**DESCRIPTION OF THE TASK**
Each line from the start of the data below through the one containing "use super::decimal;" must be reproduced exactly.

---------- DATASET ----------

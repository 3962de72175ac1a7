use chrono::{DateTime, Utc};
use futures_util::{SinkExt, StreamExt};
use serde::Deserialize;
use serde_json::json;
use tokio::sync::mpsc;
use tokio_tungstenite::connect_async;
use tokio_tungstenite::tungstenite::Message;
use tracing::{info, warn};

use common::{Bar, BarStream, Error, Result, ShutdownSignal};

use super::decimal;

const STREAM_URL: &str = "wss://stream.data.alpaca.markets/v1beta3/crypto/us";

/// WebSocket subscription to Alpaca's 1-minute crypto bar feed for one
/// symbol.
///
/// The task authenticates, subscribes, and forwards every bar event into
/// the stream's channel. It ends on cancellation or when the socket
/// closes; failures surface on the error channel and terminate the worker.
pub(crate) struct MarketStream {
    symbol: String,
    key: String,
    secret: String,
    shutdown: ShutdownSignal,
}

impl MarketStream {
    pub(crate) fn new(symbol: &str, key: &str, secret: &str, shutdown: ShutdownSignal) -> Self {
        Self {
            symbol: symbol.to_string(),
            key: key.to_string(),
            secret: secret.to_string(),
            shutdown,
        }
    }

    pub(crate) fn open(self) -> BarStream {
        let (bar_tx, bars) = mpsc::channel(64);
        let (err_tx, errors) = mpsc::channel(1);

        tokio::spawn(async move {
            if let Err(e) = self.run(&bar_tx).await {
                let _ = err_tx.send(e).await;
            }
        });

        BarStream { bars, errors }
    }

    async fn run(&self, bars: &mpsc::Sender<Bar>) -> Result<()> {
        info!(symbol = %self.symbol, "connecting to market data stream");
        let (ws, _) = connect_async(STREAM_URL)
            .await
            .map_err(|e| Error::WebSocket(e.to_string()))?;
        let (mut write, mut read) = ws.split();

        let auth = json!({"action": "auth", "key": self.key, "secret": self.secret});
        write
            .send(Message::Text(auth.to_string()))
            .await
            .map_err(|e| Error::WebSocket(format!("auth failed: {e}")))?;

        let subscribe = json!({"action": "subscribe", "bars": [self.symbol]});
        write
            .send(Message::Text(subscribe.to_string()))
            .await
            .map_err(|e| Error::WebSocket(format!("subscribe failed: {e}")))?;

        loop {
            tokio::select! {
                _ = self.shutdown.cancelled() => return Ok(()),

                msg = read.next() => {
                    let Some(msg) = msg else {
                        warn!(symbol = %self.symbol, "market data stream closed by server");
                        return Ok(());
                    };
                    let msg = msg.map_err(|e| Error::WebSocket(e.to_string()))?;

                    if let Message::Text(text) = msg {
                        for bar in parse_bar_events(&self.symbol, &text)? {
                            if bars.send(bar).await.is_err() {
                                return Ok(());
                            }
                        }
                    }
                }
            }
        }
    }
}

/// Extract this symbol's bar events from one stream payload. Control and
/// foreign-symbol messages pass through silently.
fn parse_bar_events(symbol: &str, text: &str) -> Result<Vec<Bar>> {
    let events: Vec<serde_json::Value> = serde_json::from_str(text)
        .map_err(|e| Error::WebSocket(format!("bad stream payload: {e}")))?;

    let mut out = Vec::new();
    for event in events {
        if event.get("T").and_then(|v| v.as_str()) != Some("b") {
            continue;
        }
        if event.get("S").and_then(|v| v.as_str()) != Some(symbol) {
            continue;
        }

        let bar: BarEvent = serde_json::from_value(event)
            .map_err(|e| Error::WebSocket(format!("bad bar event: {e}")))?;
        out.push(bar.into_bar()?);
    }

    Ok(out)
}

#[derive(Deserialize)]
struct BarEvent {
    t: DateTime<Utc>,
    o: f64,
    h: f64,
    l: f64,
    c: f64,
    v: f64,
}

impl BarEvent {
    fn into_bar(self) -> Result<Bar> {
        Ok(Bar {
            time: self.t,
            open: decimal(self.o)?,
            high: decimal(self.h)?,
            low: decimal(self.l)?,
            close: decimal(self.c)?,
            volume: decimal(self.v)?,
        })
    }
}

#[cfg(test)]
mod tests {
    use super::*;

    #[test]
    fn parses_bar_events_for_the_subscribed_symbol() {
        let payload = r#"[
            {"T": "b", "S": "BTC/USD", "o": 100.0, "h": 105.5, "l": 99.0, "c": 101.25, "v": 3.5,
             "t": "2024-05-01T10:01:00Z"},
            {"T": "b", "S": "ETH/USD", "o": 10.0, "h": 10.0, "l": 10.0, "c": 10.0, "v": 1.0,
             "t": "2024-05-01T10:01:00Z"}
        ]"#;

        let bars = parse_bar_events("BTC/USD", payload).unwrap();
        assert_eq!(bars.len(), 1);
        assert_eq!(bars[0].close.to_string(), "101.25");
        assert_eq!(bars[0].time.timestamp(), 1714557660);
    }

    #[test]
    fn control_messages_are_ignored() {
        let payload = r#"[{"T": "success", "msg": "authenticated"}]"#;
        assert!(parse_bar_events("BTC/USD", payload).unwrap().is_empty());
    }

    #[test]
    fn malformed_payload_is_an_error() {
        assert!(parse_bar_events("BTC/USD", "{}").is_err());
        assert!(parse_bar_events("BTC/USD", "not json").is_err());
    }
}
use rust_decimal::Decimal;

/// Trading fee model applied by the emulator.
#[derive(Debug, Clone)]
pub enum Commission {
    /// No fees; sums pass through unchanged.
    None,
    /// Percentage fee per side, stored as the retained factor `1 − pct`.
    FixedRate { buy: Decimal, sell: Decimal },
}

impl Commission {
    pub fn fixed_rate(buy_pct: f64, sell_pct: f64) -> Self {
        Commission::FixedRate {
            buy: Decimal::try_from(1.0 - buy_pct).unwrap_or(Decimal::ONE),
            sell: Decimal::try_from(1.0 - sell_pct).unwrap_or(Decimal::ONE),
        }
    }

    pub fn on_buy(&self, sum: Decimal) -> Decimal {
        match self {
            Commission::None => sum,
            Commission::FixedRate { buy, .. } => sum * buy,
        }
    }

    pub fn on_sell(&self, sum: Decimal) -> Decimal {
        match self {
            Commission::None => sum,
            Commission::FixedRate { sell, .. } => sum * sell,
        }
    }
}

#[cfg(test)]
mod tests {
    use super::*;
    use rust_decimal_macros::dec;

    #[test]
    fn fixed_rate_retains_remainder() {
        let c = Commission::fixed_rate(0.002, 0.0015);
        assert_eq!(c.on_buy(dec!(1000)), dec!(998));
        assert_eq!(c.on_sell(dec!(1000)), dec!(998.5));
    }

    #[test]
    fn none_passes_through() {
        let c = Commission::None;
        assert_eq!(c.on_buy(dec!(123.45)), dec!(123.45));
        assert_eq!(c.on_sell(dec!(123.45)), dec!(123.45));
    }
}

----------

**SOLUTION BELOW**
repository 3962de72175ac1a7
use chrono::{DateTime, Utc};
use futures_util::{SinkExt, StreamExt};
use serde::Deserialize;
use serde_json::json;
use tokio::sync::mpsc;
use tokio_tungstenite::connect_async;
use tokio_tungstenite::tungstenite::Message;
use tracing::{info, warn};

use common::{Bar, BarStream, Error, Result, ShutdownSignal};

use super::decimal;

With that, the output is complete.